One of the staples that I grow in my garden every year are strawberries. Strawberries are one of the easiest plants to grow. They will fit into any size garden and also grow well in pots and containers. They are quick to give results. If they are planted now, you can be harvesting fruit from mid-November and through into the summer months.
I have grown a number of different varieties over the years and like to have a mix of the short-day type and the day-neutral type (explained below). I have really found strawberry Camerosa as the best performing short day type but have moved through a few varieties of the day-neutral type. Last season, with considerable success I trialled a handful of the variety Albion and I have now planted a bed of 25 plants of these for this season.
Strawberry varieties fall into two main categories; short-day varieties and day-neutral varieties. The biggest difference being that the fruiting peak falls at a different time, so if you plant a mixture of these varieties you will be harvesting fruit for a longer period.
Short-day varieties initiate flowering when as the name suggests the days are short in winter and spring. Subsequently, the bulk of the fruit of these varieties will start in early November, mostly finishing after Christmas. As the days shorten in autumn, flowering is also initiated and small crop may be produced. Camerosa is a good short day variety.
Day-neutral varieties, in contrast, will fruit any time of the year when the temperatures are warm enough for growth.
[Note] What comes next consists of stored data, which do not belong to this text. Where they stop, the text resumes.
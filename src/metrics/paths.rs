// src/metrics/paths.rs
//! Single-source shortest paths (unweighted BFS) with Brandes accumulation.
//!
//! One [`SourcePass`] per source vertex yields both the betweenness
//! dependencies of that source and the distance totals closeness needs.

use std::collections::VecDeque;

use crate::graph::EncounterGraph;

/// Result of a BFS from one source.
#[derive(Debug, Clone)]
pub struct SourcePass {
    /// `δ_s(v)`: dependency of the source on each vertex. Zero for the source.
    pub dependency: Vec<f64>,
    /// Vertices reachable from the source, excluding itself.
    pub reachable: usize,
    /// Sum of hop distances to the reachable vertices.
    pub distance_sum: usize,
}

/// Runs BFS from `source` and accumulates dependencies backwards.
#[must_use]
#[allow(clippy::cast_precision_loss)]
pub fn source_pass(graph: &EncounterGraph, source: usize) -> SourcePass {
    let n = graph.vertex_count();
    let mut sigma = vec![0.0_f64; n];
    let mut dist: Vec<Option<usize>> = vec![None; n];
    let mut preds: Vec<Vec<usize>> = vec![Vec::new(); n];
    let mut order = Vec::with_capacity(n);

    sigma[source] = 1.0;
    dist[source] = Some(0);
    let mut queue = VecDeque::from([source]);

    while let Some(v) = queue.pop_front() {
        order.push(v);
        let Some(dv) = dist[v] else { continue };
        for w in graph.neighbors(v) {
            if dist[w].is_none() {
                dist[w] = Some(dv + 1);
                queue.push_back(w);
            }
            if dist[w] == Some(dv + 1) {
                sigma[w] += sigma[v];
                preds[w].push(v);
            }
        }
    }

    let mut dependency = vec![0.0_f64; n];
    for &w in order.iter().rev() {
        for &v in &preds[w] {
            dependency[v] += sigma[v] / sigma[w] * (1.0 + dependency[w]);
        }
    }
    dependency[source] = 0.0;

    SourcePass {
        dependency,
        reachable: order.len().saturating_sub(1),
        distance_sum: dist.iter().flatten().sum(),
    }
}
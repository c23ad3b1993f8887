// src/config/mod.rs
pub mod types;

pub use self::types::{AnalysisConfig, Config, PathsConfig, RecordConfig};

use std::fs;
use std::path::{Path, PathBuf};

use tracing::debug;

use crate::error::{CharnetError, Result};
use crate::fit::MIN_SUPPORT;

/// Looked up in the working directory when no path is given.
pub const CONFIG_FILE: &str = "charnet.toml";

impl Config {
    /// Loads `path`, or `charnet.toml` in the working directory.
    ///
    /// A missing default file yields the defaults; a missing explicit file does not.
    ///
    /// # Errors
    /// Returns `Io` if an explicit file cannot be read, `Config` if it does not parse
    /// or fails validation.
    pub fn load(path: Option<&Path>) -> Result<Self> {
        let (path, explicit) = match path {
            Some(p) => (p.to_path_buf(), true),
            None => (PathBuf::from(CONFIG_FILE), false),
        };

        if !explicit && !path.exists() {
            debug!("no {CONFIG_FILE}, using defaults");
            return Ok(Self::default());
        }

        let content = fs::read_to_string(&path).map_err(|source| CharnetError::Io {
            source,
            path: path.clone(),
        })?;
        let config = Self::parse_toml(&content)
            .map_err(|e| CharnetError::Config(format!("{}: {e}", path.display())))?;
        debug!(path = %path.display(), "loaded config");
        Ok(config)
    }

    /// Parses and validates a TOML document.
    ///
    /// # Errors
    /// Returns `Config` on a syntax error, an unknown type or a failed check.
    pub fn parse_toml(content: &str) -> Result<Self> {
        let mut config: Self =
            toml::from_str(content).map_err(|e| CharnetError::Config(e.to_string()))?;
        config.analysis.min_support = config.analysis.min_support.max(MIN_SUPPORT);
        config.validate()?;
        Ok(config)
    }

    /// Replaces the output directory; used for the CLI override.
    #[must_use]
    pub fn with_output_dir(mut self, dir: impl Into<PathBuf>) -> Self {
        self.paths.output_dir = dir.into();
        self
    }

    /// # Errors
    /// Returns `Config` if a setting cannot be used.
    pub fn validate(&self) -> Result<()> {
        let ext = &self.paths.extension;
        if ext.is_empty() || ext.starts_with('.') {
            return Err(CharnetError::Config(format!(
                "paths.extension {ext:?} must be non-empty, without the dot"
            )));
        }
        if self.record.comment_marker.is_whitespace() {
            return Err(CharnetError::Config(
                "record.comment_marker cannot be whitespace".into(),
            ));
        }
        let out = &self.paths.output_dir;
        if out.exists() && !out.is_dir() {
            return Err(CharnetError::Config(format!(
                "paths.output_dir {} is not a directory",
                out.display()
            )));
        }
        Ok(())
    }
}
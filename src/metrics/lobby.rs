// src/metrics/lobby.rs
//! Lobby index: an h-index over a vertex's neighborhood.
//!
//! `L(v)` is the largest `l` such that at least `l` neighbors of `v` have
//! degree `>= l`. It is local: every vertex is scored from its own neighbor
//! list only.

use crate::graph::EncounterGraph;

/// h-index of a degree multiset. Sorts `degrees` in place (descending).
#[must_use]
pub fn h_index(degrees: &mut [usize]) -> usize {
    degrees.sort_unstable_by(|a, b| b.cmp(a));
    degrees
        .iter()
        .enumerate()
        .take_while(|&(i, &d)| d > i)
        .count()
}

/// Lobby index of vertex `idx`; 0 for isolated or unknown vertices.
#[must_use]
pub fn lobby(graph: &EncounterGraph, idx: usize) -> usize {
    let mut degrees: Vec<usize> = graph.neighbors(idx).map(|w| graph.degree(w)).collect();
    h_index(&mut degrees)
}

/// Lobby index of every vertex, in vertex-index order.
#[must_use]
pub fn lobby_all(graph: &EncounterGraph) -> Vec<usize> {
    (0..graph.vertex_count()).map(|v| lobby(graph, v)).collect()
}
These varieties tend not to have such a large flush of fruit at once but produce consistently for a longer period. Aromas is a good producing day-neutral variety for Whanganui.
While strawberry plantings can be made year-round, planting done in the cooler months tends to result in heavier cropping that plantings made in warmer months. If they are planted too late, ie. closer to the longest day (December), they will tend to produce an abundance of runners instead of fruit.
The two varieties that I talked about earlier do well here in Whanganui. Having both Camerosa and Albion growing should give me an early crop from October to January of Camerosa. Then from December to March, Albion should be fruiting – assuming that we have a good summer!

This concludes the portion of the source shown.